Your instructions | Upon reaching the line containing "id, code, ..", output that line and all remaining lines exactly, through the end of the entries, and output nothing before it.

Given data |
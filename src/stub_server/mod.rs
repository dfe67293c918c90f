//! Development stub for the background sync daemon
//!
//! Serves the status channel protocol from an in-memory watch set and
//! per-path state table. The real daemon lives in the sync client; this
//! stub exists so the overlay core can be exercised without it — manually
//! via the `sync-overlays-stubd` binary, and in-process by the integration
//! tests.
//!
//! Both queries are answered from shared state behind locks; watch-set
//! updates are additionally pushed to every connected client as a
//! `watch_set_changed` event.

use std::collections::HashMap;
use std::sync::atomic::{AtomicUsize, Ordering};
use std::sync::Arc;

use futures_util::{SinkExt, StreamExt};
use parking_lot::RwLock;
use tokio::net::{TcpListener, TcpStream};
use tokio::sync::broadcast;
use tokio_tungstenite::{accept_async, tungstenite::Message};

use crate::category::OverlayCategory;
use crate::channel::protocol::{
    ClientMessage, PathStateParams, PathStateResult, ServerMessage, WatchedDirectoriesResult,
    EVENT_WATCH_SET_CHANGED, METHOD_GET_PATH_STATE, METHOD_LIST_WATCHED_DIRECTORIES,
};

/// Shared state served to every connection
pub struct StubState {
    directories: RwLock<Vec<String>>,
    states: RwLock<HashMap<String, OverlayCategory>>,
    event_tx: broadcast::Sender<ServerMessage>,
    path_state_queries: AtomicUsize,
}

impl StubState {
    pub fn new(directories: Vec<String>) -> Self {
        let (event_tx, _) = broadcast::channel(16);
        Self {
            directories: RwLock::new(directories),
            states: RwLock::new(HashMap::new()),
            event_tx,
            path_state_queries: AtomicUsize::new(0),
        }
    }

    /// Number of `get_path_state` queries served so far
    pub fn path_state_queries(&self) -> usize {
        self.path_state_queries.load(Ordering::SeqCst)
    }

    /// Replace the watch set and push a `watch_set_changed` event to all
    /// connected clients
    pub fn set_directories(&self, directories: Vec<String>) {
        *self.directories.write() = directories.clone();
        let payload = serde_json::to_value(WatchedDirectoriesResult { directories })
            .unwrap_or(serde_json::Value::Null);
        let event = ServerMessage::Event {
            name: EVENT_WATCH_SET_CHANGED.to_string(),
            payload,
        };
        let _ = self.event_tx.send(event);
    }

    /// Set the sync state served for `path`
    pub fn set_state(&self, path: &str, category: OverlayCategory) {
        self.states.write().insert(path.to_string(), category);
    }

    /// Forget the sync state of `path` (served as untracked afterwards)
    pub fn clear_state(&self, path: &str) {
        self.states.write().remove(path);
    }

    fn directories(&self) -> Vec<String> {
        self.directories.read().clone()
    }

    fn state_of(&self, path: &str) -> Option<OverlayCategory> {
        self.states.read().get(path).copied()
    }
}

/// Accept connections on `listener` and serve each one until it closes
pub async fn serve(listener: TcpListener, state: Arc<StubState>) {
    loop {
        match listener.accept().await {
            Ok((stream, addr)) => {
                tracing::debug!("Accepted stub connection from {}", addr);
                let state = Arc::clone(&state);
                tokio::spawn(async move {
                    handle_connection(stream, state).await;
                });
            }
            Err(e) => {
                tracing::error!("Failed to accept connection: {}", e);
            }
        }
    }
}

/// Handle a single client connection
pub async fn handle_connection(stream: TcpStream, state: Arc<StubState>) {
    let mut ws = match accept_async(stream).await {
        Ok(ws) => ws,
        Err(e) => {
            tracing::error!("WebSocket handshake failed: {}", e);
            return;
        }
    };

    let client_id = format!(
        "ovl_{}",
        uuid::Uuid::new_v4().to_string().split('-').next().unwrap()
    );
    tracing::debug!("Client {} connected", client_id);

    let mut event_rx = state.event_tx.subscribe();

    loop {
        tokio::select! {
            msg = ws.next() => {
                match msg {
                    Some(Ok(Message::Text(text))) => {
                        if let Some(response) = answer(&text, &state) {
                            let json = match serde_json::to_string(&response) {
                                Ok(json) => json,
                                Err(e) => {
                                    tracing::error!("Cannot encode response: {}", e);
                                    continue;
                                }
                            };
                            if ws.send(Message::Text(json)).await.is_err() {
                                break;
                            }
                        }
                    }
                    Some(Ok(Message::Ping(data))) => {
                        let _ = ws.send(Message::Pong(data)).await;
                    }
                    Some(Ok(Message::Close(_))) | None => break,
                    Some(Err(e)) => {
                        tracing::debug!("Stub connection error: {}", e);
                        break;
                    }
                    _ => {}
                }
            }
            event = event_rx.recv() => {
                if let Ok(event) = event {
                    let json = match serde_json::to_string(&event) {
                        Ok(json) => json,
                        Err(_) => continue,
                    };
                    if ws.send(Message::Text(json)).await.is_err() {
                        break;
                    }
                }
            }
        }
    }
}

/// Compute the reply for one client message, if any
fn answer(text: &str, state: &StubState) -> Option<ServerMessage> {
    let msg: ClientMessage = match serde_json::from_str(text) {
        Ok(msg) => msg,
        Err(e) => {
            return Some(ServerMessage::Error {
                id: None,
                code: "bad_request".to_string(),
                message: e.to_string(),
            });
        }
    };

    match msg {
        ClientMessage::Ping => Some(ServerMessage::Pong),
        ClientMessage::Query { id, method, params } => match method.as_str() {
            METHOD_LIST_WATCHED_DIRECTORIES => Some(ServerMessage::Response {
                id,
                result: serde_json::to_value(WatchedDirectoriesResult {
                    directories: state.directories(),
                })
                .unwrap_or(serde_json::Value::Null),
            }),
            METHOD_GET_PATH_STATE => {
                state.path_state_queries.fetch_add(1, Ordering::SeqCst);
                match serde_json::from_value::<PathStateParams>(params) {
                    Ok(params) => Some(ServerMessage::Response {
                        id,
                        result: serde_json::to_value(PathStateResult {
                            state: state.state_of(&params.path),
                        })
                        .unwrap_or(serde_json::Value::Null),
                    }),
                    Err(e) => Some(ServerMessage::Error {
                        id: Some(id),
                        code: "bad_params".to_string(),
                        message: e.to_string(),
                    }),
                }
            }
            other => Some(ServerMessage::Error {
                id: Some(id),
                code: "unknown_method".to_string(),
                message: format!("unknown method: {}", other),
            }),
        },
    }
}

#[cfg(test)]
mod tests {
    use super::*;

    #[test]
    fn test_answer_list_watched_directories() {
        let state = StubState::new(vec!["/sync".to_string()]);
        let msg = r#"{"type":"query","id":1,"method":"list_watched_directories"}"#;
        match answer(msg, &state) {
            Some(ServerMessage::Response { id, result }) => {
                assert_eq!(id, 1);
                let listed: WatchedDirectoriesResult = serde_json::from_value(result).unwrap();
                assert_eq!(listed.directories, vec!["/sync".to_string()]);
            }
            other => panic!("Expected Response, got {:?}", other),
        }
    }

    #[test]
    fn test_answer_get_path_state() {
        let state = StubState::new(vec!["/sync".to_string()]);
        state.set_state("/sync/a.txt", OverlayCategory::Sync);

        let msg = r#"{"type":"query","id":2,"method":"get_path_state","params":{"path":"/sync/a.txt"}}"#;
        match answer(msg, &state) {
            Some(ServerMessage::Response { result, .. }) => {
                let result: PathStateResult = serde_json::from_value(result).unwrap();
                assert_eq!(result.state, Some(OverlayCategory::Sync));
            }
            other => panic!("Expected Response, got {:?}", other),
        }
    }

    #[test]
    fn test_answer_untracked_path_is_null() {
        let state = StubState::new(vec![]);
        let msg = r#"{"type":"query","id":3,"method":"get_path_state","params":{"path":"/nowhere"}}"#;
        match answer(msg, &state) {
            Some(ServerMessage::Response { result, .. }) => {
                let result: PathStateResult = serde_json::from_value(result).unwrap();
                assert_eq!(result.state, None);
            }
            other => panic!("Expected Response, got {:?}", other),
        }
    }

    #[test]
    fn test_answer_unknown_method_is_error() {
        let state = StubState::new(vec![]);
        let msg = r#"{"type":"query","id":4,"method":"drop_tables"}"#;
        match answer(msg, &state) {
            Some(ServerMessage::Error { id, code, .. }) => {
                assert_eq!(id, Some(4));
                assert_eq!(code, "unknown_method");
            }
            other => panic!("Expected Error, got {:?}", other),
        }
    }
}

Finished exercise |
            Some(ServerMessage::Error { id, code, .. }) => {
                assert_eq!(id, Some(4));
                assert_eq!(code, "unknown_method");
            }
            other => panic!("Expected Error, got {:?}", other),
        }
    }
}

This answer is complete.